> **Work order**
Only the lines holding "sqlsink" are wanted. Copy every one from the records below.

> **Given data**
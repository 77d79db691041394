//! sqlsink CLI
//!
//! Command-line interface for running pipelines

use clap::Parser;
use sqlsink::cli::{Cli, Runner};

#[tokio::main]
async fn main() {
    let cli = Cli::parse();

    let level = if cli.verbose {
        tracing::Level::DEBUG
    } else {
        tracing::Level::INFO
    };
    tracing_subscriber::fmt()
        .with_env_filter(
            tracing_subscriber::EnvFilter::from_default_env().add_directive(level.into()),
        )
        .init();

    let runner = Runner::new(cli);

    match runner.run().await {
        Ok(true) => {}
        Ok(false) => std::process::exit(1),
        Err(e) => {
            eprintln!("Error: {e}");
            std::process::exit(1);
        }
    }
}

> **Output for this task**
//! sqlsink CLI
use sqlsink::cli::{Cli, Runner};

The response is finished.